Monday, April 13, 2009

When Ishmeet died... and the TV lost its soul

Breaking news? Absolutely

They've stir-fried, garnished and hung national TV on sale. They keep wrapping it in these ugly yellow ribbons in some sort of self-certification. News-telling? Tch, tch… 'remote' chances. News-selling? Sure, buddy, all the time. After all, hijacker's dangerously at hand – hidden inside the hollows of the harmless remote. One finger-shift, and there's always a better news-seller out there. And bigger breaks. And the biggest bucks.
And there she is – our anchor, smile widened permanently from everyday expanding. The smile. It is such a bloody job essential, and the news on the telly-prompter changes so rapidly, there's never enough time to pick from these options: Paste Smile, Strip It Off, or simply, Pull All Plugs And Just Break Open. And in all this chaos, she breaks news of the 19-yr-old Ishmeet Singh drowning, with her safe-to-smile face. On this side of the screen, the parents and friends are barely surviving the shock. From the news-storming on all channels, between volcanoes of anguish, they're probably gathering little crumbs of information on how they lost their only son to a faraway island. And our girl on TV here? She's in prime time ecstasy - too busy matching smiles with different colours of news.
And then, on another channel, if they wear the right expression while breaking news, a worse mockery 'breaks' in.
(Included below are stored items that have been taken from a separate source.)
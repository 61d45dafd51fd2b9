//! Consistency tokens binding responses to store revisions.
//!
//! Every mutating or resolving operation returns an opaque token
//! encoding the revision it observed. A caller that plays a token back
//! with `at_least_as_fresh` is guaranteed to never read state older
//! than that revision, which closes the window where a freshly revoked
//! permission could still appear granted.

use base64::engine::general_purpose::STANDARD;
use base64::Engine as _;

use muster_types::{ConsistencyMode, Revision};

use crate::{ResolveError, Result};

const TOKEN_VERSION: &str = "v1";

/// An opaque consistency token as it appears on the wire.
#[derive(Debug, Clone, PartialEq, Eq)]
pub struct ConsistencyToken(String);

impl ConsistencyToken {
    pub fn as_str(&self) -> &str {
        &self.0
    }

    pub fn into_string(self) -> String {
        self.0
    }
}

impl std::fmt::Display for ConsistencyToken {
    fn fmt(&self, f: &mut std::fmt::Formatter<'_>) -> std::fmt::Result {
        write!(f, "{}", self.0)
    }
}

/// The lowest revision a request is allowed to observe.
#[derive(Debug, Clone, Copy, PartialEq, Eq)]
pub enum RevisionFloor {
    /// Whatever the store currently reports as head.
    Latest,
    /// At least this revision; fail if the store lags behind it.
    AtLeast(Revision),
}

/// Mints and parses consistency tokens.
///
/// Tokens are versioned so the encoding can change without breaking
/// callers that treat them as opaque strings.
#[derive(Debug, Clone, Copy, Default)]
pub struct TokenManager;

impl TokenManager {
    pub fn new() -> Self {
        Self
    }

    /// Encode a revision into an opaque token.
    pub fn issue(&self, revision: Revision) -> ConsistencyToken {
        let payload = format!("{TOKEN_VERSION}:{}", revision.0);
        ConsistencyToken(STANDARD.encode(payload))
    }

    /// Decode a token back into the revision it carries.
    pub fn resolve(&self, token: &str) -> Result<Revision> {
        let bytes = STANDARD
            .decode(token)
            .map_err(|_| ResolveError::InvalidToken("malformed encoding".to_string()))?;
        let payload = String::from_utf8(bytes)
            .map_err(|_| ResolveError::InvalidToken("malformed payload".to_string()))?;

        let (version, raw) = payload
            .split_once(':')
            .ok_or_else(|| ResolveError::InvalidToken("malformed payload".to_string()))?;
        if version != TOKEN_VERSION {
            return Err(ResolveError::InvalidToken(format!(
                "unsupported token version {version}"
            )));
        }

        let value: u64 = raw
            .parse()
            .map_err(|_| ResolveError::InvalidToken("malformed revision".to_string()))?;
        Ok(Revision(value))
    }

    /// Turn a request's token and consistency mode into a revision
    /// floor. A present token is validated in both modes; it only
    /// raises the floor under `at_least_as_fresh`.
    pub fn floor_for_request(
        &self,
        token: Option<&str>,
        mode: ConsistencyMode,
    ) -> Result<RevisionFloor> {
        match (mode, token) {
            (_, None) => Ok(RevisionFloor::Latest),
            (ConsistencyMode::MinimizeLatency, Some(token)) => {
                self.resolve(token)?;
                Ok(RevisionFloor::Latest)
            },
            (ConsistencyMode::AtLeastAsFresh, Some(token)) => {
                Ok(RevisionFloor::AtLeast(self.resolve(token)?))
            },
        }
    }
}
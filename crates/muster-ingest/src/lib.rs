//! # Muster Ingest - Reporter Ingestion Pipeline
//!
//! Turns reporter-submitted resource reports into canonical resource
//! records and projected relation tuples, committed atomically.
//!
//! A report resolves (or mints) the canonical id for its `(reporter type,
//! local resource id)` identity, projects configured attributes into
//! relation tuples, and writes the record upsert plus the tuple diff as
//! one store batch. Soft deletes tombstone the record and clear the
//! resource's tuples the same way.

#![deny(unsafe_code)]

use thiserror::Error;

pub mod ingestor;
pub mod projection;
pub mod registry;

pub use ingestor::Ingestor;
pub use projection::{Projection, ProjectionTable};
pub use registry::ReporterRegistry;

/// Errors surfaced by the ingestion pipeline.
#[derive(Debug, Error)]
pub enum IngestError {
    #[error("Validation error: {0}")]
    Validation(String),

    #[error("Unknown reporter type: {0}")]
    UnknownReporterType(String),

    #[error("Resource type {resource_type} not reportable by {reporter_type}")]
    UnknownResourceType { reporter_type: String, resource_type: String },

    #[error("Store error: {0}")]
    Store(#[from] muster_types::StoreError),
}

pub type Result<T> = std::result::Result<T, IngestError>;
//! POST handler for relation expansion.

use axum::{Json, extract::State};
use muster_types::ExpandRequest;
use serde::{Deserialize, Serialize};
use tracing::debug;

use crate::{
    ApiError, AppState, Result,
    handlers::{ConsistencyBody, ResourceIdentifier, consistency_parts, head_token},
};

/// Request body for a relation expansion
#[derive(Debug, Clone, Serialize, Deserialize)]
pub struct ExpandBody {
    /// Object whose relation is expanded
    pub object: ResourceIdentifier,
    /// Relation to expand
    pub relation: String,
    /// Requested read consistency
    #[serde(default, skip_serializing_if = "Option::is_none")]
    pub consistency: Option<ConsistencyBody>,
}

/// Response for a relation expansion
#[derive(Debug, Clone, Serialize, Deserialize)]
pub struct ExpandResponse {
    /// Subjects holding the relation, as `type:id` or `type:id#relation`
    pub subjects: Vec<String>,
    /// Consistency token for the evaluated revision
    pub token: String,
}

/// Handler for `POST /v1/expand`
///
/// Lists the subjects holding the relation on the object, with userset
/// and tupleset rewrites flattened. An object id no reporter ever
/// claimed expands to an empty set.
#[tracing::instrument(skip(state, body), fields(relation = %body.relation))]
pub async fn expand_handler(
    State(state): State<AppState>,
    Json(body): Json<ExpandBody>,
) -> Result<Json<ExpandResponse>> {
    let start = std::time::Instant::now();

    body.object.validate()?;
    if body.relation.is_empty() {
        return Err(ApiError::InvalidRequest("relation cannot be empty".to_string()));
    }

    let (mode, token) = consistency_parts(body.consistency);

    let Some(object) = body.object.resolve(&state).await? else {
        debug!(resource_id = %body.object.resource_id, "Object id unknown to identity index");
        let token = head_token(&state, mode, token.as_deref()).await?;

        muster_observe::metrics::record_api_request(
            "/v1/expand",
            "POST",
            200,
            start.elapsed().as_secs_f64(),
        );

        return Ok(Json(ExpandResponse { subjects: Vec::new(), token }));
    };

    let request = ExpandRequest::builder()
        .object(object)
        .relation(body.relation)
        .maybe_token(token)
        .mode(mode)
        .build();

    let outcome = state.resolver.expand(request).await?;
    let token = state.resolver.tokens().issue(outcome.revision).into_string();
    let subjects = outcome.subjects.iter().map(ToString::to_string).collect();

    muster_observe::metrics::record_api_request(
        "/v1/expand",
        "POST",
        200,
        start.elapsed().as_secs_f64(),
    );

    Ok(Json(ExpandResponse { subjects, token }))
}
#[cfg(test)]
#[allow(clippy::unwrap_used, clippy::expect_used, clippy::panic)]
mod tests {
    use muster_store::{MemoryBackend, ResourceStore, TupleStore};
    use muster_types::{AttributeMap, ObjectRef, SubjectRef};
    use serde_json::{Value, json};

    use crate::projection::Projection;

    use super::*;

    const SCHEMA: &str = "
        type principal { }

        type document {
            relation owner
            relation viewer: this | owner
        }
    ";

    fn document_projections() -> ProjectionTable {
        ProjectionTable::new()
            .with_projection(Projection::new("document", "owner_id", "owner", "principal"))
            .with_projection(Projection::new("document", "shared_with", "viewer", "principal"))
    }

    fn setup() -> (Arc<MemoryBackend>, Ingestor) {
        let store = Arc::new(MemoryBackend::new());
        let registry = Arc::new(SchemaRegistry::with_schema(SCHEMA).unwrap());
        let ingestor =
            Ingestor::new(store.clone(), registry).with_projections(document_projections());
        (store, ingestor)
    }

    fn attrs(entries: &[(&str, Value)]) -> AttributeMap {
        entries.iter().map(|(k, v)| ((*k).to_string(), v.clone())).collect()
    }

    fn report(local_id: &str, owner: &str) -> ReportRequest {
        ReportRequest::builder()
            .reporter_type("drive")
            .reporter_instance_id("drive-1")
            .resource_type("document")
            .local_resource_id(local_id)
            .reporter(attrs(&[("owner_id", json!(owner))]))
            .build()
    }

    async fn owner_subjects(store: &MemoryBackend, resource_id: &str) -> Vec<SubjectRef> {
        let head = store.head_revision().await.unwrap();
        store
            .read(&ObjectRef::new("document", resource_id), "owner", head)
            .await
            .unwrap()
            .into_iter()
            .map(|t| t.subject)
            .collect()
    }

    #[tokio::test]
    async fn test_report_mints_canonical_id_and_projects_owner() {
        let (store, ingestor) = setup();

        let outcome = ingestor.report(report("doc-123", "sarah")).await.unwrap();
        assert!(Uuid::parse_str(&outcome.resource_id).is_ok());
        assert_eq!(outcome.revision, Revision(1));

        assert_eq!(
            owner_subjects(&store, &outcome.resource_id).await,
            vec![SubjectRef::new("principal", "sarah")]
        );
    }

    #[tokio::test]
    async fn test_re_report_reuses_canonical_id() {
        let (store, ingestor) = setup();

        let first = ingestor.report(report("doc-123", "sarah")).await.unwrap();
        let second = ingestor.report(report("doc-123", "sarah")).await.unwrap();

        assert_eq!(first.resource_id, second.resource_id);
        assert!(second.revision > first.revision);

        let head = store.head_revision().await.unwrap();
        let record = store
            .get_resource("document", &first.resource_id, head)
            .await
            .unwrap()
            .unwrap();
        assert_eq!(record.local_resource_id, "doc-123");
    }

    #[tokio::test]
    async fn test_re_report_replaces_projected_tuples() {
        let (store, ingestor) = setup();

        let outcome = ingestor.report(report("doc-123", "sarah")).await.unwrap();
        ingestor.report(report("doc-123", "alex")).await.unwrap();

        assert_eq!(
            owner_subjects(&store, &outcome.resource_id).await,
            vec![SubjectRef::new("principal", "alex")]
        );
    }

    #[tokio::test]
    async fn test_re_report_unchanged_keeps_single_tuple() {
        let (store, ingestor) = setup();

        let outcome = ingestor.report(report("doc-123", "sarah")).await.unwrap();
        ingestor.report(report("doc-123", "sarah")).await.unwrap();

        assert_eq!(owner_subjects(&store, &outcome.resource_id).await.len(), 1);
    }

    #[tokio::test]
    async fn test_array_attribute_projects_every_member() {
        let (store, ingestor) = setup();

        let request = ReportRequest::builder()
            .reporter_type("drive")
            .reporter_instance_id("drive-1")
            .resource_type("document")
            .local_resource_id("doc-123")
            .reporter(attrs(&[("shared_with", json!(["zoe", "alex"]))]))
            .build();
        let outcome = ingestor.report(request).await.unwrap();

        let head = store.head_revision().await.unwrap();
        let viewers = store
            .read(&ObjectRef::new("document", &outcome.resource_id), "viewer", head)
            .await
            .unwrap();
        assert_eq!(viewers.len(), 2);
    }

    #[tokio::test]
    async fn test_report_rejects_empty_fields() {
        let (_store, ingestor) = setup();

        let request = ReportRequest::builder()
            .reporter_type("drive")
            .reporter_instance_id("drive-1")
            .resource_type("document")
            .local_resource_id("")
            .build();

        let err = ingestor.report(request).await.unwrap_err();
        assert!(matches!(err, IngestError::Validation(_)));
    }

    #[tokio::test]
    async fn test_report_rejects_resource_type_missing_from_schema() {
        let (_store, ingestor) = setup();

        let request = ReportRequest::builder()
            .reporter_type("satellite")
            .reporter_instance_id("sat-1")
            .resource_type("host")
            .local_resource_id("host-9")
            .build();

        let err = ingestor.report(request).await.unwrap_err();
        assert!(matches!(err, IngestError::UnknownResourceType { .. }));
    }

    #[tokio::test]
    async fn test_closed_registry_is_enforced() {
        let store = Arc::new(MemoryBackend::new());
        let registry = Arc::new(SchemaRegistry::with_schema(SCHEMA).unwrap());
        let ingestor = Ingestor::new(store, registry)
            .with_reporters(
                ReporterRegistry::new()
                    .with_reporter("drive", Some(vec!["document".to_string()])),
            )
            .with_projections(document_projections());

        assert!(ingestor.report(report("doc-123", "sarah")).await.is_ok());

        let foreign = ReportRequest::builder()
            .reporter_type("satellite")
            .reporter_instance_id("sat-1")
            .resource_type("document")
            .local_resource_id("host-9")
            .build();
        let err = ingestor.report(foreign).await.unwrap_err();
        assert!(matches!(err, IngestError::UnknownReporterType(_)));
    }

    #[tokio::test]
    async fn test_projection_to_unknown_relation_rejected() {
        let store = Arc::new(MemoryBackend::new());
        let registry = Arc::new(SchemaRegistry::with_schema(SCHEMA).unwrap());
        let ingestor = Ingestor::new(store, registry).with_projections(
            ProjectionTable::new()
                .with_projection(Projection::new("document", "group_id", "steward", "group")),
        );

        let err = ingestor.report(report("doc-123", "sarah")).await.unwrap_err();
        match err {
            IngestError::Validation(message) => assert!(message.contains("steward")),
            other => unreachable!("expected Validation, got {other:?}"),
        }
    }

    #[tokio::test]
    async fn test_delete_tombstones_and_clears_tuples() {
        let (store, ingestor) = setup();

        let outcome = ingestor.report(report("doc-123", "sarah")).await.unwrap();
        let deleted_at = ingestor.delete("drive", "doc-123").await.unwrap();
        assert!(deleted_at.is_some());

        let head = store.head_revision().await.unwrap();
        assert!(
            store.get_resource("document", &outcome.resource_id, head).await.unwrap().is_none()
        );
        assert!(owner_subjects(&store, &outcome.resource_id).await.is_empty());

        // Repeated deletes are a no-op, not an error.
        assert_eq!(ingestor.delete("drive", "doc-123").await.unwrap(), None);
    }

    #[tokio::test]
    async fn test_delete_unknown_resource_is_noop() {
        let (_store, ingestor) = setup();
        assert_eq!(ingestor.delete("drive", "never-reported").await.unwrap(), None);
    }

    #[tokio::test]
    async fn test_re_report_after_delete_resurrects_canonical_id() {
        let (store, ingestor) = setup();

        let first = ingestor.report(report("doc-123", "sarah")).await.unwrap();
        ingestor.delete("drive", "doc-123").await.unwrap();
        let second = ingestor.report(report("doc-123", "sarah")).await.unwrap();

        assert_eq!(first.resource_id, second.resource_id);
        assert_eq!(
            owner_subjects(&store, &second.resource_id).await,
            vec![SubjectRef::new("principal", "sarah")]
        );
    }
}
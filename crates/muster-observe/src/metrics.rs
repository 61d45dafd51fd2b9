//! Metrics collection for Muster operations
//!
//! Structured metrics using the `metrics` crate with Prometheus export.

use metrics::{counter, describe_counter, describe_gauge, describe_histogram, gauge, histogram};

/// Initialize all metric descriptions
pub fn init_metrics_descriptions() {
    // Check metrics
    describe_counter!(
        "muster_checks_total",
        "Total number of access checks performed, labeled by decision"
    );
    describe_histogram!(
        "muster_check_duration_seconds",
        "Duration of access checks in seconds"
    );

    // Expand metrics
    describe_counter!("muster_expands_total", "Total number of relation expansions performed");

    // Ingestion metrics
    describe_counter!("muster_reports_total", "Total number of resource reports ingested");
    describe_counter!("muster_deletes_total", "Total number of resource deletes ingested");

    // Cache metrics
    describe_gauge!("muster_cache_entries", "Current number of entries in the check cache");
    describe_gauge!("muster_cache_hit_rate", "Check cache hit rate as a percentage");

    // API metrics
    describe_counter!(
        "muster_api_requests_total",
        "Total number of API requests by endpoint, method, and status"
    );
    describe_counter!(
        "muster_api_errors_total",
        "Total number of API errors by endpoint and status code"
    );
    describe_histogram!(
        "muster_api_request_duration_seconds",
        "Duration of API requests in seconds"
    );
}

/// Record an API request
pub fn record_api_request(endpoint: &str, method: &str, status_code: u16, duration_seconds: f64) {
    counter!(
        "muster_api_requests_total",
        "endpoint" => endpoint.to_string(),
        "method" => method.to_string(),
        "status" => status_code.to_string()
    )
    .increment(1);

    if status_code >= 400 {
        counter!(
            "muster_api_errors_total",
            "endpoint" => endpoint.to_string(),
            "status" => status_code.to_string()
        )
        .increment(1);
    }

    histogram!(
        "muster_api_request_duration_seconds",
        "endpoint" => endpoint.to_string(),
        "method" => method.to_string()
    )
    .record(duration_seconds);
}

/// Update check cache statistics
pub fn update_cache_stats(entries: u64, hit_rate: f64) {
    gauge!("muster_cache_entries").set(entries as f64);
    gauge!("muster_cache_hit_rate").set(hit_rate);
}
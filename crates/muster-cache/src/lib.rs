//! # Muster Cache - Check Memoization Layer
//!
//! Memoizes resolved sub-checks keyed by `(object, relation, subject,
//! schema version, revision)`. Keys are revision-exact: a later revision
//! never reuses an earlier entry, so there is no invalidation plumbing at
//! all. Staleness is structurally impossible; eviction only costs latency.

#![deny(unsafe_code)]

use std::sync::atomic::{AtomicU64, Ordering};
use std::time::Duration;

use moka::future::Cache;
use muster_types::{Decision, ObjectRef, Revision, SubjectRef};
use serde::{Deserialize, Serialize};

/// Cache key for a resolved sub-check.
#[derive(Debug, Clone, Hash, PartialEq, Eq, Serialize, Deserialize)]
pub struct CheckCacheKey {
    pub object_type: String,
    pub object_id: String,
    pub relation: String,
    /// Display form of the subject (`principal:sarah`, `group:eng#member`).
    pub subject: String,
    /// Entries never outlive the schema version they were computed under.
    pub schema_version: u64,
    pub revision: Revision,
}

impl CheckCacheKey {
    pub fn new(
        object: &ObjectRef,
        relation: &str,
        subject: &SubjectRef,
        schema_version: u64,
        revision: Revision,
    ) -> Self {
        Self {
            object_type: object.object_type.clone(),
            object_id: object.object_id.clone(),
            relation: relation.to_string(),
            subject: subject.to_string(),
            schema_version,
            revision,
        }
    }
}

/// Bounded, TTL'd memoization cache for check decisions.
pub struct CheckCache {
    entries: Cache<CheckCacheKey, Decision>,
    hits: AtomicU64,
    misses: AtomicU64,
}

impl CheckCache {
    pub fn new(max_capacity: u64, ttl: Duration) -> Self {
        let entries = Cache::builder().max_capacity(max_capacity).time_to_live(ttl).build();

        Self { entries, hits: AtomicU64::new(0), misses: AtomicU64::new(0) }
    }

    /// Get a memoized decision, counting the hit or miss.
    pub async fn get(&self, key: &CheckCacheKey) -> Option<Decision> {
        let result = self.entries.get(key).await;
        if result.is_some() {
            self.hits.fetch_add(1, Ordering::Relaxed);
        } else {
            self.misses.fetch_add(1, Ordering::Relaxed);
        }
        result
    }

    /// Memoize a decision. Concurrent writers racing on the same key are
    /// idempotent: one key+revision always maps to one value.
    pub async fn insert(&self, key: CheckCacheKey, decision: Decision) {
        self.entries.insert(key, decision).await;
    }

    /// Number of live entries (approximate until pending tasks run).
    pub fn len(&self) -> u64 {
        self.entries.entry_count()
    }

    pub fn is_empty(&self) -> bool {
        self.len() == 0
    }

    /// Drop every entry. Affects latency only, never correctness.
    pub fn clear(&self) {
        self.entries.invalidate_all();
    }

    /// Flush moka's pending maintenance so `len()` is exact. Test helper.
    pub async fn sync(&self) {
        self.entries.run_pending_tasks().await;
    }

    /// Get cache statistics.
    pub fn stats(&self) -> CacheStats {
        let hits = self.hits.load(Ordering::Relaxed);
        let misses = self.misses.load(Ordering::Relaxed);
        let total = hits + misses;
        let hit_rate = if total > 0 { (hits as f64 / total as f64) * 100.0 } else { 0.0 };

        CacheStats { hits, misses, hit_rate, entries: self.entries.entry_count() }
    }
}

impl Default for CheckCache {
    /// 10k entries, 5 minute TTL.
    fn default() -> Self {
        Self::new(10_000, Duration::from_secs(300))
    }
}

/// A point-in-time statistics snapshot.
#[derive(Debug, Clone, Serialize, Deserialize)]
pub struct CacheStats {
    pub hits: u64,
    pub misses: u64,
    /// Hit rate as a percentage of lookups.
    pub hit_rate: f64,
    pub entries: u64,
}
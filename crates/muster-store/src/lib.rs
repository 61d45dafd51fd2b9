//! # Muster Store - Storage Abstraction Layer
//!
//! Abstract tuple and resource storage with revision consistency. Every
//! mutating batch advances a strictly monotonic revision; every read binds
//! to one.

#![deny(unsafe_code)]

use async_trait::async_trait;
use muster_types::{ObjectRef, RelationTuple, ResourceRecord, Revision, StoreResult, WriteBatch};

pub mod memory;

pub use memory::MemoryBackend;

type Result<T> = StoreResult<T>;

/// The abstract relationship tuple store interface.
#[async_trait]
pub trait TupleStore: Send + Sync {
    /// Apply a batch atomically and return the new revision.
    ///
    /// Writers are serialized by the backend; no two batches share a
    /// revision, and revision order is a valid serialization order. Empty
    /// batches are rejected with `StoreError::EmptyWrite`.
    async fn write(&self, batch: WriteBatch) -> Result<Revision>;

    /// Read the tuples for `(object, relation)` as of `at`.
    ///
    /// Fails with `StoreError::RevisionNotAvailable` when `at` is ahead of
    /// this store's state, never silently serving stale data.
    async fn read(
        &self,
        object: &ObjectRef,
        relation: &str,
        at: Revision,
    ) -> Result<Vec<RelationTuple>>;

    /// Reverse lookup: every tuple whose subject is `(subject_type,
    /// subject_id)` (with any or no subject relation) as of `at`.
    async fn read_by_subject(
        &self,
        subject_type: &str,
        subject_id: &str,
        at: Revision,
    ) -> Result<Vec<RelationTuple>>;

    /// The latest revision this store has applied.
    async fn head_revision(&self) -> Result<Revision>;
}

/// Canonical resource records and the reporter identity map.
#[async_trait]
pub trait ResourceStore: Send + Sync {
    /// Look up the canonical resource id for a reporter-local identity.
    async fn resolve_canonical(
        &self,
        reporter_type: &str,
        local_resource_id: &str,
    ) -> Result<Option<String>>;

    /// Fetch a resource record as of `at`. Soft-deleted records resolve to
    /// `None`.
    async fn get_resource(
        &self,
        resource_type: &str,
        resource_id: &str,
        at: Revision,
    ) -> Result<Option<ResourceRecord>>;

    /// Fetch a live resource record by canonical id alone. Canonical ids
    /// are minted globally unique, so no type qualifier is needed.
    async fn find_resource(
        &self,
        resource_id: &str,
        at: Revision,
    ) -> Result<Option<ResourceRecord>>;

    /// List live resource records of a type as of `at`, ordered by
    /// canonical id.
    async fn list_resources(
        &self,
        resource_type: &str,
        at: Revision,
    ) -> Result<Vec<ResourceRecord>>;
}

/// The combined store interface the engine is wired against.
pub trait MusterStore: TupleStore + ResourceStore {}

impl<T: TupleStore + ResourceStore> MusterStore for T {}
//! Assembly library for the Muster server binary.

#![deny(unsafe_code)]

pub mod setup;
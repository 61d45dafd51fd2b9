//! Known reporter types and the resource types they may report.

use std::collections::{HashMap, HashSet};

use crate::{IngestError, Result};

/// The configured set of reporters allowed to submit resources.
///
/// An empty registry runs open: any reporter may report any resource
/// type. Registering the first reporter closes the set.
#[derive(Debug, Clone, Default)]
pub struct ReporterRegistry {
    reporters: HashMap<String, Option<HashSet<String>>>,
}

impl ReporterRegistry {
    pub fn new() -> Self {
        Self::default()
    }

    /// Register a reporter type, optionally restricted to specific
    /// resource types. `None` allows every resource type.
    pub fn with_reporter(
        mut self,
        reporter_type: impl Into<String>,
        resource_types: Option<Vec<String>>,
    ) -> Self {
        self.reporters
            .insert(reporter_type.into(), resource_types.map(|types| types.into_iter().collect()));
        self
    }

    pub fn is_open(&self) -> bool {
        self.reporters.is_empty()
    }

    /// Authorize one reporter / resource-type pair.
    pub fn authorize(&self, reporter_type: &str, resource_type: &str) -> Result<()> {
        if self.is_open() {
            return Ok(());
        }

        let Some(allowed) = self.reporters.get(reporter_type) else {
            return Err(IngestError::UnknownReporterType(reporter_type.to_string()));
        };
        if let Some(types) = allowed {
            if !types.contains(resource_type) {
                return Err(IngestError::UnknownResourceType {
                    reporter_type: reporter_type.to_string(),
                    resource_type: resource_type.to_string(),
                });
            }
        }
        Ok(())
    }
}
In the middle of a Lata Mangeshkar or an Abhijeet struggling with words over the loss of the unassuming, promising talent, and Farah Khan shuddering over how the boy's mother would be coping, there's this desperate break to be taken. Like, it's now or never. And not before announcing the 'promising' bit 'coming up': on how the kid lost his life and how his mother lost her mind somewhere. "But all that, after this short little break. Don't go away": the promise spits enthusiasm and you wonder if the anchor actually said that!
As 24 hours turn into Prime Time and 'breaking news' becomes how 'Sallu and Kat stare at Splitsville' or how an alien stares at us earthly-beings from somewhere on Mars or how a lizard and a cockroach found love or something like that, Death dies of cold neglect. Or worse, it turns a reality show with a popcorn interval.
Reality bites… Ouch, it does! But hey, let me go grab my dinner before I catch the footage on Ishmeet's cremation. While I bite into my cucumber, chances are I may not taste blood after all.